I guess my real problem is that I don't want anything to change.  It looks like the kids would really like to go back to Hershey Park.  Most of them don't even remember the first time we went 9 years ago.  Mike was 10, Andrew 8, Jon 7, Sarah 4, Peter 2, and Ellie was only 4 months old!  That was 2 months before Peter was diagnosed with Autism.  What I mostly remember about that trip was that Michael got car sick 1 hour into the car drive and threw up all over himself, the flume ride Jay took the older kids on and had them yell "Polish power" at the top of the drop because they were all a little freaked out(that won't be a problem this time!), the free ride that showed how Hershey makes chocolate(the kids loved the free sample at the end), and the great chocolate milk shakes!
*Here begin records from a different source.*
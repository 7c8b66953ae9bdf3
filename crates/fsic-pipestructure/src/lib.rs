//! PipeStructure: independent-rings structural solver (C2).
//!
//! Maps interface pressure to cross-sectional area cell-by-cell via the
//! ring law `a = a0 * (2 / (2 + (p0 - p) / c0^2))^2`, with no coupling
//! between rings — each cell's area depends only on its own pressure.

mod error;

pub use error::{PipeStructureError, PipeStructureResult};

use std::f64::consts::PI;
use std::fs::{File, OpenOptions};
use std::io::{BufWriter, Write};
use std::path::PathBuf;

use fsic_component::{ComponentResult, Lifecycle, Solver};
use fsic_core::Real;
use nalgebra::DVector;
use tracing::{instrument, warn};

#[derive(Clone, Debug)]
pub struct PipeStructureConfig {
    pub length: Real,
    pub diameter: Real,
    pub density: Real,
    pub segments: usize,

    pub young_modulus: Real,
    pub wall_thickness: Real,

    pub output_dir: Option<PathBuf>,
}

impl Default for PipeStructureConfig {
    fn default() -> Self {
        Self {
            length: 10.0,
            diameter: 0.02,
            density: 1000.0,
            segments: 100,
            young_modulus: 3.0e5,
            wall_thickness: 1.0e-3,
            output_dir: None,
        }
    }
}

pub struct PipeStructure {
    m: usize,
    z: Vec<Real>,
    a0: Real,
    p0: Real,
    c02: Real,
    dt: Real,

    p: Vec<Real>,
    a: Vec<Real>,

    initialized: bool,
    step_ongoing: bool,

    writer: Option<BufWriter<File>>,
}

impl PipeStructure {
    pub fn new(cfg: PipeStructureConfig) -> PipeStructureResult<Self> {
        if cfg.segments == 0 {
            return Err(PipeStructureError::InvalidArg {
                what: "segments must be positive",
            });
        }
        let m = cfg.segments;
        let dz = cfg.length / m as Real;
        let z: Vec<Real> = (0..m).map(|i| dz / 2.0 + i as Real * dz).collect();

        let cmk2 = (cfg.young_modulus * cfg.wall_thickness) / (cfg.density * cfg.diameter);
        let p0 = 0.0;
        let c02 = cmk2 - p0 / 2.0;
        let a0 = PI * cfg.diameter.powi(2) / 4.0;

        let writer = match &cfg.output_dir {
            Some(dir) => {
                std::fs::create_dir_all(dir).map_err(|e| PipeStructureError::Io {
                    what: format!("cannot create output dir: {e}"),
                })?;
                let file = OpenOptions::new()
                    .create(true)
                    .write(true)
                    .truncate(true)
                    .open(dir.join("output.dat"))
                    .map_err(|e| PipeStructureError::Io {
                        what: format!("cannot open output.dat: {e}"),
                    })?;
                Some(BufWriter::new(file))
            }
            None => None,
        };

        Ok(Self {
            m,
            z,
            a0,
            p0,
            c02,
            dt: 0.0,
            p: vec![p0; m],
            a: vec![a0; m],
            initialized: false,
            step_ongoing: false,
            writer,
        })
    }

    fn write_row(w: &mut BufWriter<File>, row: &[Real]) -> std::io::Result<()> {
        let line = row
            .iter()
            .map(|v| format!("{v:.17e}"))
            .collect::<Vec<_>>()
            .join(" ");
        writeln!(w, "{line}")
    }
}

impl Lifecycle for PipeStructure {
    fn initialize(&mut self) -> ComponentResult<()> {
        if self.initialized {
            return Err(fsic_component::ComponentError::ContractViolation {
                what: "PipeStructure already initialized",
            });
        }
        self.initialized = true;
        Ok(())
    }

    fn initializestep(&mut self) -> ComponentResult<()> {
        if !self.initialized {
            return Err(fsic_component::ComponentError::ContractViolation {
                what: "PipeStructure not initialized",
            });
        }
        if self.step_ongoing {
            return Err(fsic_component::ComponentError::ContractViolation {
                what: "PipeStructure step already ongoing",
            });
        }
        self.step_ongoing = true;
        Ok(())
    }

    fn finalizestep(&mut self) -> ComponentResult<()> {
        if !self.initialized {
            return Err(fsic_component::ComponentError::ContractViolation {
                what: "PipeStructure not initialized",
            });
        }
        if !self.step_ongoing {
            return Err(fsic_component::ComponentError::ContractViolation {
                what: "PipeStructure has no step ongoing",
            });
        }
        self.step_ongoing = false;

        if let Some(w) = self.writer.as_mut() {
            Self::write_row(w, &self.p)
                .and_then(|_| Self::write_row(w, &self.a))
                .map_err(|e| fsic_component::ComponentError::Numerical {
                    what: format!("failed writing output.dat: {e}"),
                })?;
        }
        Ok(())
    }

    fn finalize(&mut self) -> ComponentResult<()> {
        if !self.initialized {
            return Err(fsic_component::ComponentError::ContractViolation {
                what: "PipeStructure not initialized",
            });
        }
        self.initialized = false;
        if let Some(w) = self.writer.as_mut() {
            w.flush()
                .map_err(|e| fsic_component::ComponentError::Numerical {
                    what: format!("failed flushing output.dat: {e}"),
                })?;
        }
        Ok(())
    }
}

impl Solver for PipeStructure {
    fn input_grid(&self) -> &[Real] {
        &self.z
    }

    fn output_grid(&self) -> &[Real] {
        &self.z
    }

    fn set_input_grid(&mut self, z: &[Real]) -> ComponentResult<()> {
        if z.len() != self.z.len() {
            return Err(fsic_component::ComponentError::InvalidArg {
                what: "input grid length mismatch",
            });
        }
        self.z = z.to_vec();
        Ok(())
    }

    fn set_output_grid(&mut self, z: &[Real]) -> ComponentResult<()> {
        self.set_input_grid(z)
    }

    fn input_data(&self) -> DVector<Real> {
        DVector::from_row_slice(&self.p)
    }

    fn set_time_step(&mut self, dt: Real) -> ComponentResult<()> {
        if self.step_ongoing {
            return Err(fsic_component::ComponentError::ContractViolation {
                what: "cannot change time step while a step is ongoing",
            });
        }
        self.dt = dt;
        Ok(())
    }

    fn get_time_step(&self) -> Real {
        self.dt
    }

    #[instrument(skip(self, input), fields(cells = self.m))]
    fn calculate(&mut self, input: &DVector<Real>) -> ComponentResult<DVector<Real>> {
        if !self.initialized {
            return Err(fsic_component::ComponentError::ContractViolation {
                what: "calculate called before initialize",
            });
        }
        if !self.step_ongoing {
            return Err(fsic_component::ComponentError::ContractViolation {
                what: "calculate called outside initializestep/finalizestep",
            });
        }
        if input.len() != self.m {
            return Err(fsic_component::ComponentError::InvalidArg {
                what: "pressure input length does not match segment count",
            });
        }

        let limit = 2.0 * self.c02 + self.p0;
        for (i, &p) in input.iter().enumerate() {
            if p > limit {
                warn!(cell = i, pressure = p, limit, "unphysical pressure rejected by ring law");
                return Err(PipeStructureError::UnphysicalPressure {
                    cell: i,
                    pressure: p,
                    limit,
                }
                .into());
            }
        }
        self.p.copy_from_slice(input.as_slice());

        for i in 0..self.m {
            self.a[i] = self.a0 * (2.0 / (2.0 + (self.p0 - self.p[i]) / self.c02)).powi(2);
        }

        Ok(DVector::from_row_slice(&self.a))
    }
}


#[cfg(test)]
mod proptests {
    use super::*;
    use proptest::prelude::*;

    proptest! {
        #[test]
        fn calculate_is_stateless_in_pressure(
            p1 in prop::collection::vec(-1.0e5_f64..1.0e5, 4),
            p2 in prop::collection::vec(-1.0e5_f64..1.0e5, 4),
        ) {
            let mut s = PipeStructure::new(PipeStructureConfig {
                segments: 4,
                ..PipeStructureConfig::default()
            })
            .unwrap();
            let limit = 2.0 * s.c02 + s.p0;
            prop_assume!(p1.iter().all(|&p| p < limit) && p2.iter().all(|&p| p < limit));

            s.initialize().unwrap();
            s.initializestep().unwrap();

            let v1 = DVector::from_row_slice(&p1);
            let v2 = DVector::from_row_slice(&p2);

            let a_first = s.calculate(&v1).unwrap();
            let _ = s.calculate(&v2).unwrap();
            let a_third = s.calculate(&v1).unwrap();

            for (x, y) in a_first.iter().zip(a_third.iter()) {
                prop_assert!((x - y).abs() < 1e-9, "calculate is not stateless in pressure: {x} vs {y}");
            }
        }
    }
}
This is just one of those moments when I wish you could go back into the past and tell yourself to enjoy those everyday, chaotic moments of having young children.  To tell yourself to spend a little more time snuggling and hugging and interacting with those little people.  Sometimes those sleepless nights and seemingly endless diaper changes and toddler energy felt like they would never end.  Even though these moments haven't ended for us yet, we did take a multiple year hiatus from it.  I can honestly say that, at least most days, I am in no hurry for Luke's pudgy little body to turn into a long, lanky one or for Kate to lose her gummy, toothless grin.  It's even given me patience through most nights of multiple waking because of Luke's lousy sleep patterns and almost 3 years of constant nursing.  I know that even the tough days (and nights) won't last forever....I have 6 visual reminders of that every day!

I just need to keep working on being able to accept all these changes and find a sense of peace about it!  Looks like it's time to read some self-help psychology books and spend more time in prayer!